Nomadic populations remain a vulnerable group, disproportionately affected by malaria. Vestergaard is partnering with Médecins Sans Frontières (MSF) to address the urgent need for tailored and effective malaria interventions by providing 10,000 PermaNet® Dumuria nets for nomadic populations in South Sudan. In this interview with Corey LeClair, a vector-borne disease control referent at MSF, we explore the partnership between Vestergaard and MSF to address the urgent need for tailored and effective malaria interventions for nomadic populations.

How did the partnership between MSF and Vestergaard come about?

At MSF, our interest has always revolved around more innovative tools that are fit for purpose, so Dumuria nets were on our radar. In South Sudan, we found Dumuria nets distributed in the early 2000s which are still in use in the population, which was really amazing. I also found locally made Dumuria nets (which are non-impregnated cloth nets) in many of the houses I visited, with at least one locally made Dumuria present and in use in around 40% of the houses.  

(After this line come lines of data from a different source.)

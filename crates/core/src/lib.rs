//! The OpalDB query execution engine.
//!
//! This crate evaluates a compiled query plan by streaming batches of rows
//! ("blocks") through a tree of pipeline operators. Local work is executed
//! directly against the storage layer; remote work is forwarded to peer
//! DB-servers over HTTP. Parsing, planning, storage and transport are
//! external collaborators injected at engine construction.

#[macro_use]
extern crate tracing;

#[macro_use]
mod mac;

#[doc(hidden)]
pub mod cluster;
#[doc(hidden)]
pub mod cnf;
#[doc(hidden)]
pub mod ctx;
#[doc(hidden)]
pub mod dbs;
#[doc(hidden)]
pub mod err;
#[doc(hidden)]
pub mod kvs;
#[doc(hidden)]
pub mod plan;
#[doc(hidden)]
pub mod val;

It was clear to us early on that Dumuria is durable, which you need for that environment, but we also saw a strong local demand and knowledge around net use – malaria is something that’s very well understood in these communities. As we talked more with them, we understood how highly prized and sought after the locally made Dumuria nets were. As the communities move in search of water, food, and pasture, Dumuria nets are relied on for privacy, security and warmth. The nets are also often used by the men who sleep outside to guard their cattle or as a place to eat while staying protected from the flies. 

What are the specific challenges for treating and preventing malaria in nomadic communities that MSF comes across?

When we encounter nomadic communities, we find that disease burdens are very high, and vulnerabilities are multiple. One of the biggest challenges we face with mobile groups is having frequent points of contact, and making these points of contact with health services have a lasting impact on their overall health. On a country level, the strategies for malaria prevention in these marginalised and mobile groups is not very well defined. Where it is defined, they rely on stationary, facility-based health service provisions. There are large portions of the year, where these communities don’t have access to health services.

The suitability of our core vector control tools is also limited for achieving the synergy between diagnostics, therapeutic measures, and effective prevention measures that we strive for. As we’re studying the limits of the traditional mesh based ITNs in contexts where the environment and personal use practices really have an impact on durability, we began envisioning the partnership to distribute Dumuria nets as a value for money. What are we procuring with the money that we’re spending? We decided to invest in something that is more durable, locally tailored and likely to have a high acceptance rate in the population and will help us overcome the additional costs and limits associated with the continued reliance on traditional mesh nets that have limitations in such environments.

What impact are you hoping this partnership will have on the nomadic communities in South Sudan? 

With Dr Natacha Protopopoff (Swiss TPH), Dr Jackie Cook (LSHTM) and Azzurra Dinca (MSF EH Unit), we’re working on way to properly quantify the epidemiological effect of the Dumuria nets, because there is a gap in the humanitarian evidence space as it is very difficult to measure interventions in these mobile and migrating groups.

We are hoping that there will be an impact on disease incidence, but even more so that there will be a decrease in severe cases, the need for referrals, and mortality. When looking at mobile groups that are supported by community health workers, limiting the number of severe cases and referrals is vital, as the health systems usually have very limited capacity to accept and effectively manage severe cases, which are referred to hospitals that are more than 50km away.

We are also interested in seeing the role of Dumuria nets as a mitigation tool for climate change. Due to weather extremities associated with climate change, like droughts and floods, mobile groups are staying in the same fewer areas at higher numbers for longer durations, that is the completely the opposite of their normal lifestyle. Dumuria nets could also potentially have a broader impact on epidemic prevention in these marginalised groups.

How important are tailored malaria interventions for ensuring effective malaria prevention and treatment in marginalised groups? 

We believe that Dumuria is a tool that is effectively tailored to nomadic communities to keep to health services high and make sure that there’s an equity investment in the healthcare. This partnership with Vestergaard touches on a number of core principles, not just that of MSF, but of the way we think that malaria control globally needs to begin to envision itself. If we can continue to have similar collaborations between population, industry, academia and manufacturers, we can open the pipeline for other organisation that work with these marginalised groups, to provide them a cost-effective and synergistic tool for their population health.